Selon l’ouvrage, les salaires en Suisse ne sont pas uniquement une forme de compensation financière pour le travail fourni. Ils sont également liés à des valeurs émotionnelles telles que l’estime et la reconnaissance de l’individu. C’est ce qui rend la question des salaires si délicate et souvent taboue dans la société suisse.

Les disparités salariales régionales

Une des caractéristiques marquantes du « Lohnbuch » 2025 est l’impact des régions sur les salaires. En effet, les salaires varient sensiblement d’un canton à l’autre. Par exemple, dans le canton de Zurich, les salaires sont en moyenne 11% plus élevés que la moyenne nationale.

À l’inverse, dans la région lémanique, composée des cantons de Genève, Vaud et Valais, les salaires sont légèrement inférieurs à la moyenne nationale, avec un écart de -0,4%. La plus grande différence se trouve au Tessin, où les salaires sont en moyenne 17,4% plus bas que la moyenne nationale. Cette répartition salariale varie aussi selon les secteurs et les métiers.

L’ouvrage détaille également les salaires minimums pour 55 métiers, allant du kiosquier au pilote d’avion. Par exemple, un kiosquier ayant suivi une formation professionnelle de trois ans touche un salaire d’environ 4000 francs suisses. En revanche, un pilote d’avion de l’armée, ou encore un instructeur en chef de la protection civile, gagne 9772 francs. Ces écarts illustrent bien les différences entre métiers à faible qualification et ceux requérant des compétences techniques poussées, voire spécialisées.

Les métiers et leurs salaires minimums

Le « Lohnbuch » présente une liste détaillée des salaires minimums pour divers métiers en Suisse. Les données proviennent des conventions collectives de travail (CCT) ainsi que de certaines recommandations salariales. Ces salaires sont applicables à l’échelle nationale, mais leur variation selon les cantons est importante.

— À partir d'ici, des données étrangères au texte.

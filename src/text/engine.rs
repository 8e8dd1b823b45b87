use std::borrow::Cow;
use std::collections::HashMap;

use image::{Rgba, RgbaImage};

use crate::effects::composite::composite;
use crate::effects::raster::{pixmap_to_rgba, raster_dims};
use crate::foundation::core::PixelOffset;
use crate::foundation::error::{CardError, CardResult};
use crate::scene::assets::FontData;

/// Pixel extent of one laid-out line.
#[derive(Clone, Copy, Debug, Default, PartialEq)]
pub struct TextExtent {
    /// Advance width.
    pub width: f32,
    /// Line height.
    pub height: f32,
}

/// Measures and paints single lines of text.
///
/// The fitter only needs extents; painting is separate so tests can swap in a deterministic
/// engine.
pub trait TextEngine {
    /// Extent of `text` set in `font` at `size_px`.
    fn measure(&mut self, text: &str, font: &FontData, size_px: f32) -> CardResult<TextExtent>;

    /// Paint `text` with its layout box's top-left corner at `origin`.
    fn draw(
        &mut self,
        canvas: &mut RgbaImage,
        text: &str,
        font: &FontData,
        size_px: f32,
        origin: PixelOffset,
        color: Rgba<u8>,
    ) -> CardResult<()>;
}

#[derive(Clone, Copy, Debug, Default, PartialEq, Eq)]
struct TextBrush {
    r: u8,
    g: u8,
    b: u8,
    a: u8,
}

/// [`TextEngine`] shaping with `parley` and rasterizing glyphs with `vello_cpu`.
pub struct ParleyTextEngine {
    font_ctx: parley::FontContext,
    layout_ctx: parley::LayoutContext<TextBrush>,
    families: HashMap<u64, String>,
}

impl Default for ParleyTextEngine {
    fn default() -> Self {
        Self::new()
    }
}

impl std::fmt::Debug for ParleyTextEngine {
    fn fmt(&self, f: &mut std::fmt::Formatter<'_>) -> std::fmt::Result {
        f.debug_struct("ParleyTextEngine")
            .field("registered_fonts", &self.families.len())
            .finish()
    }
}

impl ParleyTextEngine {
    /// Engine with fresh font and layout contexts.
    pub fn new() -> Self {
        Self {
            font_ctx: parley::FontContext::default(),
            layout_ctx: parley::LayoutContext::new(),
            families: HashMap::new(),
        }
    }

    fn family_for(&mut self, font: &FontData) -> CardResult<String> {
        if let Some(name) = self.families.get(&font.fingerprint()) {
            return Ok(name.clone());
        }
        let families = self
            .font_ctx
            .collection
            .register_fonts(parley::fontique::Blob::from(font.bytes().to_vec()), None);
        let family_id = families
            .first()
            .map(|(id, _)| *id)
            .ok_or_else(|| CardError::font_load("no font families registered from font bytes"))?;
        let name = self
            .font_ctx
            .collection
            .family_name(family_id)
            .ok_or_else(|| CardError::font_load("registered font family has no name"))?
            .to_string();
        self.families.insert(font.fingerprint(), name.clone());
        Ok(name)
    }

    fn layout(
        &mut self,
        text: &str,
        font: &FontData,
        size_px: f32,
        brush: TextBrush,
    ) -> CardResult<parley::Layout<TextBrush>> {
        if !size_px.is_finite() || size_px <= 0.0 {
            return Err(CardError::processing("text size_px must be finite and > 0"));
        }
        let family = self.family_for(font)?;
        let mut builder = self
            .layout_ctx
            .ranged_builder(&mut self.font_ctx, text, 1.0, true);
        builder.push_default(parley::style::StyleProperty::FontStack(
            parley::style::FontStack::Source(Cow::Owned(family)),
        ));
        builder.push_default(parley::style::StyleProperty::FontSize(size_px));
        builder.push_default(parley::style::StyleProperty::Brush(brush));

        let mut layout: parley::Layout<TextBrush> = builder.build(text);
        layout.break_all_lines(None);
        Ok(layout)
    }
}

impl TextEngine for ParleyTextEngine {
    fn measure(&mut self, text: &str, font: &FontData, size_px: f32) -> CardResult<TextExtent> {
        if text.is_empty() {
            return Ok(TextExtent::default());
        }
        let layout = self.layout(text, font, size_px, TextBrush::default())?;
        Ok(TextExtent {
            width: layout.width(),
            height: layout.height(),
        })
    }

    fn draw(
        &mut self,
        canvas: &mut RgbaImage,
        text: &str,
        font: &FontData,
        size_px: f32,
        origin: PixelOffset,
        color: Rgba<u8>,
    ) -> CardResult<()> {
        if text.is_empty() || color.0[3] == 0 {
            return Ok(());
        }
        let [r, g, b, a] = color.0;
        let layout = self.layout(text, font, size_px, TextBrush { r, g, b, a })?;

        // Glyph ink may overhang the advance box.
        let pad = (size_px * 0.25).ceil().max(1.0);
        let w = (layout.width() + 2.0 * pad).ceil() as u32;
        let h = (layout.height() + 2.0 * pad).ceil() as u32;
        let (pw, ph) = raster_dims(w, h)?;

        let cpu_font =
            vello_cpu::peniko::FontData::new(vello_cpu::peniko::Blob::from(font.bytes().to_vec()), 0);
        let mut ctx = vello_cpu::RenderContext::new(pw, ph);
        ctx.set_transform(vello_cpu::kurbo::Affine::translate((
            f64::from(pad),
            f64::from(pad),
        )));
        for line in layout.lines() {
            for item in line.items() {
                let parley::layout::PositionedLayoutItem::GlyphRun(run) = item else {
                    continue;
                };
                let brush = run.style().brush;
                ctx.set_paint(vello_cpu::peniko::Color::from_rgba8(
                    brush.r, brush.g, brush.b, brush.a,
                ));
                let glyphs = run.positioned_glyphs().map(|g| vello_cpu::Glyph {
                    id: g.id,
                    x: g.x,
                    y: g.y,
                });
                ctx.glyph_run(&cpu_font)
                    .font_size(run.run().font_size())
                    .fill_glyphs(glyphs);
            }
        }
        ctx.flush();

        let mut pixmap = vello_cpu::Pixmap::new(pw, ph);
        ctx.render_to_pixmap(&mut pixmap);
        let ink = pixmap_to_rgba(&pixmap)?;

        let shift = -(pad as i64);
        composite(canvas, &ink, origin.shifted(shift, shift));
        Ok(())
    }
}

#[cfg(test)]
#[path = "../../tests/unit/text/engine.rs"]
mod tests;
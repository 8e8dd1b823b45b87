/// Convenience result type used across thumbcard.
pub type CardResult<T> = Result<T, CardError>;

/// Top-level error taxonomy for a single card render.
///
/// Every failure is scoped to one render call: the canvas is owned by the call, so an error never
/// leaves a partially written image behind.
#[derive(thiserror::Error, Debug)]
pub enum CardError {
    /// A required asset is absent (no background, or zero character images).
    #[error("missing asset: {0}")]
    MissingRequiredAsset(String),

    /// The requested layout cannot be built from the supplied assets or parameters.
    #[error("invalid layout: {0}")]
    InvalidLayoutConfiguration(String),

    /// A requested font could not be opened or registered.
    #[error("font load error: {0}")]
    FontLoad(String),

    /// Unexpected geometry or draw failure (for example a zero-height source image).
    #[error("processing error: {0}")]
    Processing(String),

    /// Card parameters failed to parse or validate.
    #[error("config error: {0}")]
    Config(String),

    /// Wrapped lower-level error from dependencies or IO.
    #[error(transparent)]
    Other(#[from] anyhow::Error),
}

impl CardError {
    /// Build a [`CardError::MissingRequiredAsset`] value.
    pub fn missing_asset(msg: impl Into<String>) -> Self {
        Self::MissingRequiredAsset(msg.into())
    }

    /// Build a [`CardError::InvalidLayoutConfiguration`] value.
    pub fn invalid_layout(msg: impl Into<String>) -> Self {
        Self::InvalidLayoutConfiguration(msg.into())
    }

    /// Build a [`CardError::FontLoad`] value.
    pub fn font_load(msg: impl Into<String>) -> Self {
        Self::FontLoad(msg.into())
    }

    /// Build a [`CardError::Processing`] value.
    pub fn processing(msg: impl Into<String>) -> Self {
        Self::Processing(msg.into())
    }

    /// Build a [`CardError::Config`] value.
    pub fn config(msg: impl Into<String>) -> Self {
        Self::Config(msg.into())
    }
}

#[cfg(test)]
#[path = "../../tests/unit/foundation/error.rs"]
mod tests;
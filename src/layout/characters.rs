use image::RgbaImage;
use smallvec::SmallVec;

use crate::effects::blur::gaussian_blur;
use crate::effects::composite::composite;
use crate::effects::resize::{resize_exact, scale_to_height, trim_transparent};
use crate::foundation::core::{CanvasSize, PixelOffset};
use crate::foundation::error::{CardError, CardResult};
use crate::foundation::math::scale_u8;
use crate::scene::style::{DualStyle, GlowHalo, PyramidStyle, SideBySideStyle, SingleStyle};

/// Up to three placements, in draw order.
pub type Placements = SmallVec<[Placement; 3]>;

/// A resized image and where its top-left corner goes on the canvas.
///
/// Offsets may be negative or lie past the canvas edge; the compositor clips.
#[derive(Clone, Debug)]
pub struct Placement {
    /// Resized character.
    pub image: RgbaImage,
    /// Top-left corner on the canvas.
    pub offset: PixelOffset,
    /// Glow drawn immediately before the character.
    pub halo: Option<Box<Placement>>,
}

impl Placement {
    fn new(image: RgbaImage, offset: PixelOffset) -> Self {
        Self {
            image,
            offset,
            halo: None,
        }
    }

    /// Rendered height of the character.
    pub fn height(&self) -> u32 {
        self.image.height()
    }
}

/// Composite placements in order, each preceded by its halo.
pub fn draw_placements(canvas: &mut RgbaImage, placements: &[Placement]) {
    for p in placements {
        if let Some(halo) = &p.halo {
            composite(canvas, &halo.image, halo.offset);
        }
        composite(canvas, &p.image, p.offset);
    }
}

/// Crypto mode: one enlarged character, centered, bottom at `bottom_ratio`, with a glow behind.
pub fn place_single(
    character: &RgbaImage,
    canvas: CanvasSize,
    height_ratio: f64,
    style: &SingleStyle,
) -> CardResult<Placement> {
    ensure_non_empty(character)?;
    let target_h = to_px(f64::from(canvas.height) * height_ratio * style.enlarge);
    let image = scale_to_height(character, target_h)?;
    let x = (i64::from(canvas.width) - i64::from(image.width())).div_euclid(2);
    let y = canvas.frac_h(style.bottom_ratio) - i64::from(image.height());

    let mut placement = Placement::new(image, PixelOffset::new(x, y));
    placement.halo = Some(Box::new(build_halo(&placement, &style.halo)?));
    Ok(placement)
}

/// Default mode with one or two characters: equal visual size, spaced, centered as a group and
/// bottom-anchored. The group shrinks uniformly if wider than `max_group_width_ratio`.
pub fn place_side_by_side(
    characters: &[&RgbaImage],
    canvas: CanvasSize,
    height_ratio: f64,
    style: &SideBySideStyle,
) -> CardResult<Placements> {
    let mut out = Placements::new();
    if characters.is_empty() {
        return Ok(out);
    }

    let target = (f64::from(canvas.height) * height_ratio).trunc();
    let mut sizes: SmallVec<[(u32, u32); 3]> = SmallVec::new();
    for c in characters {
        ensure_non_empty(c)?;
        let (w, h) = c.dimensions();
        let scale = target / f64::from(w.max(h));
        sizes.push((to_px(f64::from(w) * scale), to_px(f64::from(h) * scale)));
    }

    let mut spacing = canvas.frac_w(style.spacing_ratio);
    let mut total = group_width(&sizes, spacing);
    let max_width = f64::from(canvas.width) * style.max_group_width_ratio;
    if total as f64 > max_width {
        let down = max_width / total as f64;
        for s in &mut sizes {
            *s = (to_px(f64::from(s.0) * down), to_px(f64::from(s.1) * down));
        }
        spacing = (spacing as f64 * down) as i64;
        total = group_width(&sizes, spacing);
    }

    let bottom = canvas.frac_h(style.bottom_ratio);
    let mut x = (i64::from(canvas.width) - total).div_euclid(2);
    for (c, &(w, h)) in characters.iter().zip(&sizes) {
        let image = resize_exact(c, w, h)?;
        out.push(Placement::new(image, PixelOffset::new(x, bottom - i64::from(h))));
        x += i64::from(w) + spacing;
    }
    Ok(out)
}

fn group_width(sizes: &[(u32, u32)], spacing: i64) -> i64 {
    let chars: i64 = sizes.iter().map(|&(w, _)| i64::from(w)).sum();
    chars + spacing * (sizes.len() as i64 - 1).max(0)
}

/// Dual mode: two characters trimmed to their content, equal height, centered on fixed columns,
/// top-aligned.
pub fn place_dual(
    left: &RgbaImage,
    right: &RgbaImage,
    canvas: CanvasSize,
    style: &DualStyle,
) -> CardResult<Placements> {
    let target_h = to_px(f64::from(canvas.height) * style.height_ratio);
    let top = canvas.frac_h(style.top_ratio);
    let mut out = Placements::new();
    let columns = [
        (left, style.center_x_ratios[0]),
        (right, style.center_x_ratios[1]),
    ];
    for (img, center_ratio) in columns {
        ensure_non_empty(img)?;
        let trimmed = trim_transparent(img);
        let image = scale_to_height(&trimmed, target_h)?;
        let x = canvas.frac_w(center_ratio) - i64::from(image.width() / 2);
        out.push(Placement::new(image, PixelOffset::new(x, top)));
    }
    Ok(out)
}

/// Pyramid: large middle character with a glow, two smaller ones in front at the sides.
///
/// `characters` is in asset order; the second asset is the middle one.
pub fn place_pyramid(
    characters: [&RgbaImage; 3],
    canvas: CanvasSize,
    style: &PyramidStyle,
) -> CardResult<Placements> {
    let [first, middle, third] = characters;
    for c in characters {
        ensure_non_empty(c)?;
    }

    let middle_h = to_px(f64::from(canvas.height) * style.middle_height_ratio);
    let middle_img = scale_to_height(middle, middle_h)?;
    let mx = (i64::from(canvas.width) - i64::from(middle_img.width())).div_euclid(2);
    let my = canvas.frac_h(style.middle_center_y_ratio) - i64::from(middle_img.height() / 2);
    let mut middle_p = Placement::new(middle_img, PixelOffset::new(mx, my));
    middle_p.halo = Some(Box::new(build_halo(&middle_p, &style.halo)?));

    let side_h = to_px(f64::from(canvas.height) * style.side_height_ratio);
    let side_cy = canvas.frac_h(style.side_center_y_ratio);
    let mut out = Placements::new();
    out.push(middle_p);
    let sides = [
        (first, style.side_center_x_ratios[0]),
        (third, style.side_center_x_ratios[1]),
    ];
    for (img, cx_ratio) in sides {
        let image = scale_to_height(img, side_h)?;
        let x = canvas.frac_w(cx_ratio) - i64::from(image.width() / 2);
        let y = side_cy - i64::from(image.height() / 2);
        out.push(Placement::new(image, PixelOffset::new(x, y)));
    }
    Ok(out)
}

/// Blurred, alpha-scaled copy of a placed character, positioned behind it with the halo offset.
///
/// The copy is padded by twice the blur radius on every side so the blur is not cut off at the
/// image edges.
pub fn build_halo(placement: &Placement, halo: &GlowHalo) -> CardResult<Placement> {
    let pad = (halo.blur_radius.max(0.0) * 2.0).ceil() as u32;
    let (w, h) = placement.image.dimensions();
    let mut padded = RgbaImage::new(w + 2 * pad, h + 2 * pad);
    image::imageops::replace(&mut padded, &placement.image, i64::from(pad), i64::from(pad));

    let mut blurred = gaussian_blur(&padded, halo.blur_radius)?;
    for px in blurred.pixels_mut() {
        px.0[3] = scale_u8(px.0[3], halo.alpha);
    }

    let shift = halo.offset - i64::from(pad);
    Ok(Placement::new(blurred, placement.offset.shifted(shift, shift)))
}

fn to_px(v: f64) -> u32 {
    if v.is_finite() && v >= 1.0 {
        v as u32
    } else {
        1
    }
}

fn ensure_non_empty(img: &RgbaImage) -> CardResult<()> {
    if img.width() == 0 || img.height() == 0 {
        return Err(CardError::processing("character image must be non-empty"));
    }
    Ok(())
}

#[cfg(test)]
#[path = "../../tests/unit/layout/characters.rs"]
mod tests;
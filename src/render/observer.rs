use crate::foundation::core::{PixelOffset, Rgb8};
use crate::render::dispatch::LayoutPlan;
use crate::scene::params::BandTechnique;

/// Progress notifications emitted by one render, in pipeline order.
#[derive(Clone, Debug, PartialEq)]
pub enum RenderEvent {
    /// Layout chosen for the supplied assets.
    LayoutSelected {
        /// Selected plan.
        plan: LayoutPlan,
    },
    /// Background cover-fitted onto the canvas.
    BackgroundFitted {
        /// Vertical crop anchor used.
        anchor: f64,
    },
    /// Characters composited.
    CharactersPlaced {
        /// Number of characters drawn.
        count: usize,
    },
    /// Band stage finished.
    BandApplied {
        /// Technique after resolving `auto`.
        technique: BandTechnique,
        /// Glow color when a glow was drawn.
        color: Option<Rgb8>,
    },
    /// Text fit finished.
    TextFitted {
        /// Final title ratio.
        title_ratio: f64,
        /// Final provider ratio.
        provider_ratio: f64,
        /// Loop passes used.
        iterations: u32,
        /// Whether the group fits its box.
        fits: bool,
    },
    /// Title image composited in place of title text.
    TitleImagePlaced {
        /// Top-left corner.
        offset: PixelOffset,
    },
    /// Provider logo composited.
    LogoPlaced {
        /// Top-left corner.
        offset: PixelOffset,
    },
    /// Logo requested but absent in a text mode; provider text drawn instead.
    LogoMissingFallback,
    /// Rounded-corner mask applied.
    CornersRounded {
        /// Radius in pixels.
        radius: f64,
    },
}

/// Receives [`RenderEvent`]s.
pub trait EventSink {
    /// Handle one event.
    fn emit(&mut self, event: RenderEvent);
}

/// Forwards events to `tracing`.
#[derive(Clone, Copy, Debug, Default)]
pub struct TracingSink;

impl EventSink for TracingSink {
    fn emit(&mut self, event: RenderEvent) {
        match &event {
            RenderEvent::LogoMissingFallback => {
                tracing::info!("logo requested but not supplied; drawing provider text")
            }
            RenderEvent::TextFitted { fits: false, .. } => {
                tracing::info!(?event, "text did not fit its box at the size floor")
            }
            _ => tracing::debug!(?event, "render stage"),
        }
    }
}

/// Drops every event.
#[derive(Clone, Copy, Debug, Default)]
pub struct NullSink;

impl EventSink for NullSink {
    fn emit(&mut self, _event: RenderEvent) {}
}

/// Keeps every event in order.
#[derive(Clone, Debug, Default)]
pub struct RecordingSink {
    /// Events received so far.
    pub events: Vec<RenderEvent>,
}

impl EventSink for RecordingSink {
    fn emit(&mut self, event: RenderEvent) {
        self.events.push(event);
    }
}
pub mod core;
pub mod error;
pub(crate) mod math;
use std::collections::{HashMap, VecDeque};
use std::sync::{Arc, Mutex, PoisonError};

use image::RgbaImage;

use crate::assets::decode::decode_image;
use crate::foundation::error::CardResult;

const DEFAULT_CAPACITY: usize = 32;

/// Cache key: caller-chosen identifier plus an xxh3 fingerprint of the encoded bytes.
///
/// The fingerprint makes a replaced file under the same identifier a miss instead of a stale hit.
#[derive(Clone, Debug, PartialEq, Eq, Hash)]
pub struct AssetKey {
    id: String,
    fingerprint: u64,
}

impl AssetKey {
    /// Build a key for `bytes` stored under `id`.
    pub fn new(id: impl Into<String>, bytes: &[u8]) -> Self {
        Self {
            id: id.into(),
            fingerprint: xxhash_rust::xxh3::xxh3_64(bytes),
        }
    }

    /// Identifier part of the key.
    pub fn id(&self) -> &str {
        &self.id
    }

    /// Content fingerprint part of the key.
    pub fn fingerprint(&self) -> u64 {
        self.fingerprint
    }
}

/// Hit/miss counters.
#[derive(Clone, Copy, Debug, Default, PartialEq, Eq)]
pub struct CacheStats {
    /// Lookups served from the cache.
    pub hits: u64,
    /// Lookups that had to decode.
    pub misses: u64,
}

/// Bounded LRU of decoded assets.
#[derive(Debug)]
pub struct AssetCache {
    entries: HashMap<AssetKey, Arc<RgbaImage>>,
    lru: VecDeque<AssetKey>,
    capacity: usize,
    stats: CacheStats,
}

impl Default for AssetCache {
    /// Capacity comes from `THUMBCARD_ASSET_CACHE_CAPACITY` when set to a positive integer.
    fn default() -> Self {
        let capacity = std::env::var("THUMBCARD_ASSET_CACHE_CAPACITY")
            .ok()
            .and_then(|v| v.parse::<usize>().ok())
            .filter(|&n| n > 0)
            .unwrap_or(DEFAULT_CAPACITY);
        Self::new(capacity)
    }
}

impl AssetCache {
    /// Create a cache holding at most `capacity` images (minimum 1).
    pub fn new(capacity: usize) -> Self {
        Self {
            entries: HashMap::new(),
            lru: VecDeque::new(),
            capacity: capacity.max(1),
            stats: CacheStats::default(),
        }
    }

    /// Look up a decoded image, marking it most recently used.
    pub fn get(&mut self, key: &AssetKey) -> Option<Arc<RgbaImage>> {
        let img = self.entries.get(key).cloned();
        if img.is_some() {
            self.touch(key);
        }
        img
    }

    /// Insert a decoded image, evicting the least recently used entries over capacity.
    pub fn insert(&mut self, key: AssetKey, image: Arc<RgbaImage>) {
        self.entries.insert(key.clone(), image);
        self.touch(&key);
        while self.lru.len() > self.capacity {
            if let Some(old) = self.lru.pop_front() {
                self.entries.remove(&old);
            }
        }
    }

    /// Return the cached decode of `bytes` under `id`, decoding and inserting on a miss.
    pub fn get_or_decode(&mut self, id: &str, bytes: &[u8]) -> CardResult<Arc<RgbaImage>> {
        let key = AssetKey::new(id, bytes);
        if let Some(img) = self.get(&key) {
            self.stats.hits += 1;
            return Ok(img);
        }
        self.stats.misses += 1;
        let img = Arc::new(decode_image(bytes)?);
        self.insert(key, img.clone());
        Ok(img)
    }

    /// Number of cached images.
    pub fn len(&self) -> usize {
        self.entries.len()
    }

    /// Whether the cache holds no images.
    pub fn is_empty(&self) -> bool {
        self.entries.is_empty()
    }

    /// Maximum number of cached images.
    pub fn capacity(&self) -> usize {
        self.capacity
    }

    /// Hit/miss counters since creation.
    pub fn stats(&self) -> CacheStats {
        self.stats
    }

    fn touch(&mut self, key: &AssetKey) {
        if let Some(pos) = self.lru.iter().position(|k| k == key) {
            self.lru.remove(pos);
        }
        self.lru.push_back(key.clone());
    }
}

/// [`AssetCache`] behind a mutex, for sharing across batch workers.
///
/// Decoding happens outside the lock, so two workers missing on the same key may both decode; the
/// second insert simply refreshes the entry.
#[derive(Debug, Default)]
pub struct SharedAssetCache {
    inner: Mutex<AssetCache>,
}

impl SharedAssetCache {
    /// Create a shared cache holding at most `capacity` images.
    pub fn new(capacity: usize) -> Self {
        Self {
            inner: Mutex::new(AssetCache::new(capacity)),
        }
    }

    /// Thread-safe [`AssetCache::get_or_decode`].
    pub fn get_or_decode(&self, id: &str, bytes: &[u8]) -> CardResult<Arc<RgbaImage>> {
        let key = AssetKey::new(id, bytes);
        {
            let mut cache = self.lock();
            if let Some(img) = cache.get(&key) {
                cache.stats.hits += 1;
                return Ok(img);
            }
            cache.stats.misses += 1;
        }
        let img = Arc::new(decode_image(bytes)?);
        self.lock().insert(key, img.clone());
        Ok(img)
    }

    /// Number of cached images.
    pub fn len(&self) -> usize {
        self.lock().len()
    }

    /// Whether the cache holds no images.
    pub fn is_empty(&self) -> bool {
        self.lock().is_empty()
    }

    /// Hit/miss counters since creation.
    pub fn stats(&self) -> CacheStats {
        self.lock().stats()
    }

    fn lock(&self) -> std::sync::MutexGuard<'_, AssetCache> {
        // The cache holds no invariants a panicking holder could break.
        self.inner.lock().unwrap_or_else(PoisonError::into_inner)
    }
}

#[cfg(test)]
#[path = "../../tests/unit/assets/cache.rs"]
mod tests;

Par exemple, un chauffeur de poids lourd gagne un salaire minimum de 4600 francs, tandis qu’un ingénieur en informatique perçoit un salaire minimum de 6700 francs. Les professions dans le secteur de la santé, telles que les infirmiers ou les médecins, bénéficient de salaires bien plus élevés. En comparaison, les métiers peu qualifiés comme celui de vendeur ou de manutentionnaire voient leurs salaires rester au bas de l’échelle.

Il est intéressant de noter que les salaires minimums sont également influencés par les recommandations salariales émises par des organisations de travailleurs et d’employeurs. Ces recommandations visent à garantir une rémunération décente dans les secteurs où les conventions collectives ne s’appliquent pas.